Stored items
______________________________

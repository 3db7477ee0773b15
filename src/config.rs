//! Configuration surface consumed by the engine.
//!
//! A [`CipherConfig`] carries everything a transform call needs: the
//! initial rotor offsets, the equation, auto-advance, the operating mode,
//! and for pipelines the step list and loop count. It is a plain value
//! passed into every call; nothing is read from ambient state.
//!
//! JSON keys are camelCase and every field has a default:
//!
//! ```json
//! {
//!   "initialOffsets": [3, 1, 4, 1, 5, 9, 2, 6, 5, 3],
//!   "equation": "exp-combined",
//!   "autoAdvance": true,
//!   "mode": "pipeline",
//!   "pipeline": ["substitution", "sha256", {"stage": "base64"}],
//!   "loopCount": 2,
//!   "glyphs": false
//! }
//! ```

use std::fs;
use std::path::Path;

use serde::{Deserialize, Serialize};

use crate::cascade::{self, PipelineStep};
use crate::equation::EquationKind;
use crate::error::RotorCryptError;
use crate::keystream::DigestAlgorithm;
use crate::rotor::RotorState;

/// Operating mode of the engine.
#[derive(Debug, Clone, Copy, PartialEq, Eq, Hash, Default, Serialize, Deserialize)]
#[serde(rename_all = "kebab-case")]
pub enum Mode {
    /// Base32 then the rotor substitution cipher, optionally shown as glyphs.
    #[serde(alias = "enigma")]
    Substitution,
    /// Keyless standard Base64.
    Base64,
    /// SHA-1 keystream cipher.
    #[serde(alias = "sha1")]
    KeystreamSha1,
    /// SHA-256 keystream cipher.
    #[serde(alias = "sha256")]
    KeystreamSha256,
    /// SHA-512 keystream cipher.
    #[serde(alias = "sha512")]
    KeystreamSha512,
    /// Substitution into SHA-256 keystream with carried rotor state.
    #[serde(alias = "cascade")]
    FixedCascade,
    /// User-assembled pipeline.
    #[default]
    #[serde(alias = "custom")]
    Pipeline,
}

impl Mode {
    /// Returns the keystream digest for the keystream modes.
    pub fn digest(self) -> Option<DigestAlgorithm> {
        match self {
            Mode::KeystreamSha1 => Some(DigestAlgorithm::Sha1),
            Mode::KeystreamSha256 => Some(DigestAlgorithm::Sha256),
            Mode::KeystreamSha512 => Some(DigestAlgorithm::Sha512),
            _ => None,
        }
    }
}

/// All settings for a transform call.
#[derive(Debug, Clone, PartialEq, Eq, Serialize, Deserialize)]
#[serde(rename_all = "camelCase", default)]
pub struct CipherConfig {
    /// Starting rotor positions, clamped into `[0, 25]`.
    pub initial_offsets: RotorState,
    /// Equation shared by every stage.
    pub equation: EquationKind,
    /// Advance the rotors after every processed unit.
    pub auto_advance: bool,
    /// Operating mode.
    pub mode: Mode,
    /// Pipeline steps, used in [`Mode::Pipeline`].
    pub pipeline: Vec<PipelineStep>,
    /// Passes over the pipeline, at least 1.
    pub loop_count: usize,
    /// Render substitution output with the glyph alphabet.
    pub glyphs: bool,
}

impl Default for CipherConfig {
    fn default() -> Self {
        CipherConfig {
            initial_offsets: RotorState::default(),
            equation: EquationKind::Simple,
            auto_advance: true,
            mode: Mode::Pipeline,
            pipeline: Vec::new(),
            loop_count: 1,
            glyphs: false,
        }
    }
}

impl CipherConfig {
    /// Parses and validates a JSON configuration.
    ///
    /// # Errors
    /// Returns [`RotorCryptError::Configuration`] if the JSON is malformed
    /// or the settings fail [`validate`](Self::validate).
    ///
    /// # Examples
    ///
    /// ```
    /// use rotorcrypt::{CipherConfig, EquationKind, Mode};
    ///
    /// let config = CipherConfig::from_json_str(r#"{"mode": "enigma", "equation": "cubic"}"#).unwrap();
    /// assert_eq!(config.mode, Mode::Substitution);
    /// assert_eq!(config.equation, EquationKind::Cubic);
    /// assert!(config.auto_advance);
    /// ```
    pub fn from_json_str(json: &str) -> Result<Self, RotorCryptError> {
        let config: CipherConfig = serde_json::from_str(json)
            .map_err(|e| RotorCryptError::config(format!("config parse failed: {}", e)))?;
        config.validate()?;
        Ok(config)
    }

    /// Reads, parses and validates a JSON configuration file.
    ///
    /// # Errors
    /// Returns [`RotorCryptError::Configuration`] if the file cannot be
    /// read, parsed or validated.
    pub fn load(path: impl AsRef<Path>) -> Result<Self, RotorCryptError> {
        let path = path.as_ref();
        let raw = fs::read_to_string(path).map_err(|e| {
            RotorCryptError::config(format!("config file {} unreadable: {}", path.display(), e))
        })?;
        let config = Self::from_json_str(&raw)?;
        tracing::debug!(path = %path.display(), mode = ?config.mode, "loaded cipher config");
        Ok(config)
    }

    /// Serializes the configuration as pretty-printed JSON.
    ///
    /// # Errors
    /// Returns [`RotorCryptError::Configuration`] if serialization fails.
    pub fn to_json_string(&self) -> Result<String, RotorCryptError> {
        serde_json::to_string_pretty(self)
            .map_err(|e| RotorCryptError::config(format!("config serialize failed: {}", e)))
    }

    /// Checks that the settings can run.
    ///
    /// # Errors
    /// Returns [`RotorCryptError::Configuration`] if `loop_count` is 0, or
    /// in pipeline mode if the pipeline fails [`cascade::validate`].
    pub fn validate(&self) -> Result<(), RotorCryptError> {
        if self.loop_count == 0 {
            return Err(RotorCryptError::config("loop count must be at least 1"));
        }
        if self.mode == Mode::Pipeline {
            cascade::validate(&self.pipeline, self.loop_count)?;
        }
        Ok(())
    }
}

#[cfg(test)]
mod tests {
    use super::*;
    use crate::cascade::StageId;
    use std::io::Write;

    #[test]
    fn test_defaults() {
        let config: CipherConfig = serde_json::from_str("{}").unwrap();
        assert_eq!(config, CipherConfig::default());
        assert_eq!(config.loop_count, 1);
        assert!(config.auto_advance);
    }

    #[test]
    fn test_full_document() {
        let config = CipherConfig::from_json_str(
            r#"{
                "initialOffsets": [3, 1, 4, 1, 5, 9, 2, 6, 5, 30],
                "equation": "exp-combined",
                "autoAdvance": false,
                "mode": "custom",
                "pipeline": ["enigma", {"stage": "sha256", "carryState": true}, "base64"],
                "loopCount": 2,
                "glyphs": true
            }"#,
        )
        .unwrap();
        assert_eq!(config.initial_offsets.counters()[9], 25);
        assert_eq!(config.equation, EquationKind::ExpCombined);
        assert!(!config.auto_advance);
        assert_eq!(config.mode, Mode::Pipeline);
        assert_eq!(config.pipeline.len(), 3);
        assert!(config.pipeline[1].carry_state);
        assert_eq!(config.pipeline[2].stage, StageId::Base64);
        assert_eq!(config.loop_count, 2);
        assert!(config.glyphs);
    }

    #[test]
    fn test_mode_aliases() {
        for (alias, mode) in [
            ("\"enigma\"", Mode::Substitution),
            ("\"sha1\"", Mode::KeystreamSha1),
            ("\"keystream-sha512\"", Mode::KeystreamSha512),
            ("\"cascade\"", Mode::FixedCascade),
            ("\"fixed-cascade\"", Mode::FixedCascade),
            ("\"base64\"", Mode::Base64),
        ] {
            assert_eq!(serde_json::from_str::<Mode>(alias).unwrap(), mode);
        }
    }

    #[test]
    fn test_empty_pipeline_rejected() {
        let err = CipherConfig::from_json_str(r#"{"mode": "pipeline"}"#).unwrap_err();
        assert_eq!(err, RotorCryptError::config("pipeline is empty"));
    }

    #[test]
    fn test_empty_pipeline_fine_outside_pipeline_mode() {
        assert!(CipherConfig::from_json_str(r#"{"mode": "sha256"}"#).is_ok());
    }

    #[test]
    fn test_zero_loop_count_rejected() {
        let err = CipherConfig::from_json_str(r#"{"mode": "base64", "loopCount": 0}"#).unwrap_err();
        assert!(matches!(err, RotorCryptError::Configuration(_)));
    }

    #[test]
    fn test_unknown_equation_rejected() {
        let err = CipherConfig::from_json_str(r#"{"equation": "quartic"}"#).unwrap_err();
        assert!(matches!(err, RotorCryptError::Configuration(ref m) if m.starts_with("config parse failed")));
    }

    #[test]
    fn test_unknown_stage_rejected() {
        assert!(CipherConfig::from_json_str(r#"{"pipeline": ["rot13"]}"#).is_err());
    }

    #[test]
    fn test_json_roundtrip() {
        let config = CipherConfig {
            initial_offsets: RotorState::new([1, 2, 3, 4, 5, 6, 7, 8, 9, 10]),
            equation: EquationKind::Super,
            pipeline: vec![PipelineStep::new(StageId::Substitution)],
            ..CipherConfig::default()
        };
        let json = config.to_json_string().unwrap();
        assert_eq!(CipherConfig::from_json_str(&json).unwrap(), config);
    }

    #[test]
    fn test_load_from_file() {
        let mut file = tempfile::NamedTempFile::new().unwrap();
        write!(file, r#"{{"mode": "sha512", "equation": "weighted"}}"#).unwrap();
        let config = CipherConfig::load(file.path()).unwrap();
        assert_eq!(config.mode, Mode::KeystreamSha512);
        assert_eq!(config.mode.digest(), Some(DigestAlgorithm::Sha512));
    }

    #[test]
    fn test_load_missing_file() {
        let err = CipherConfig::load("/nonexistent/rotorcrypt.json").unwrap_err();
        assert!(matches!(err, RotorCryptError::Configuration(ref m) if m.contains("unreadable")));
    }
}
//! RotorCrypt reversible rotor cipher engine.
//!
//! A ten-wheel rotor state drives every stage. Each position processed
//! derives a shift from the current wheel positions through a selectable
//! equation, then advances the wheels by that shift. Stages compose into
//! pipelines that are inverted exactly by running them backward.
//!
//! This is a toy cipher for experimentation. It offers no real security.
//!
//! # Architecture
//!
//! ```text
//! EquationKind   (wheel positions -> shift modulo 26 / 10 / 255)
//!     ↓
//! RotorState     (ten-wheel odometer, advanced by each shift)
//!     ↓ drives
//! SubstitutionCipher (A-Z / 0-9 Caesar per symbol)
//! KeystreamCipher    (SHA-1 / SHA-256 / SHA-512 seeded byte stream)
//!     ↓ composed by
//! CascadeOrchestrator (reset-per-step pipelines, loops, fixed cascade)
//!     ↓ configured by
//! Engine + CipherConfig (operating modes, JSON configuration)
//! ```
//!
//! # Examples
//!
//! Run a pipeline forward and back:
//!
//! ```
//! use rotorcrypt::{CascadeOrchestrator, Direction, EquationKind, PipelineStep, RotorState, StageId};
//!
//! let orchestrator = CascadeOrchestrator::new(EquationKind::Simple, true);
//! let zero = RotorState::default();
//! let steps = [PipelineStep::new(StageId::Substitution)];
//!
//! let encrypted = orchestrator.run("Hi", zero, &steps, 1, Direction::Encrypt).unwrap();
//! assert_eq!(encrypted, "JCWU");
//! assert_eq!(orchestrator.run(&encrypted, zero, &steps, 1, Direction::Decrypt).unwrap(), "Hi");
//! ```
//!
//! Drive everything from a JSON configuration:
//!
//! ```
//! use rotorcrypt::{CipherConfig, Engine};
//!
//! let config = CipherConfig::from_json_str(
//!     r#"{"equation": "weighted", "pipeline": ["enigma", "sha512", "base64"], "loopCount": 2}"#,
//! )
//! .unwrap();
//! let engine = Engine::new(config).unwrap();
//!
//! let encrypted = engine.encrypt("attack at dawn").unwrap();
//! assert_eq!(engine.decrypt(&encrypted).unwrap(), "attack at dawn");
//! ```

#![deny(clippy::all)]

pub mod cascade;
pub mod config;
pub mod engine;
pub mod equation;
pub mod error;
pub mod glyph;
pub mod keystream;
pub mod rotor;
pub mod substitution;
pub mod utils;

pub use cascade::{CascadeOrchestrator, PipelineStep, StageId, FIXED_CASCADE};
pub use config::{CipherConfig, Mode};
pub use engine::Engine;
pub use equation::{
    evaluate, shift, EquationKind, Precision, Shift, DIGIT_MODULUS, KEYSTREAM_MODULUS,
    LETTER_MODULUS,
};
pub use error::RotorCryptError;
pub use keystream::{DigestAlgorithm, DigestProvider, KeystreamCipher, RustCryptoDigest};
pub use rotor::{replay, RotorState, Trajectory, ROTOR_COUNT};
pub use substitution::SubstitutionCipher;

/// Direction a stage is run in.
#[derive(Debug, Clone, Copy, PartialEq, Eq, Hash)]
pub enum Direction {
    /// Forward transform.
    Encrypt,
    /// Exact inverse of [`Direction::Encrypt`].
    Decrypt,
}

______________________________

▶ **What you are asked to do**:
Scan the data above for the word "then". Copy every line in which it is found.

▶ **Exercise solution**:
    /// Base32 then the rotor substitution cipher, optionally shown as glyphs.
//! equation, then advances the wheels by that shift. Stages compose into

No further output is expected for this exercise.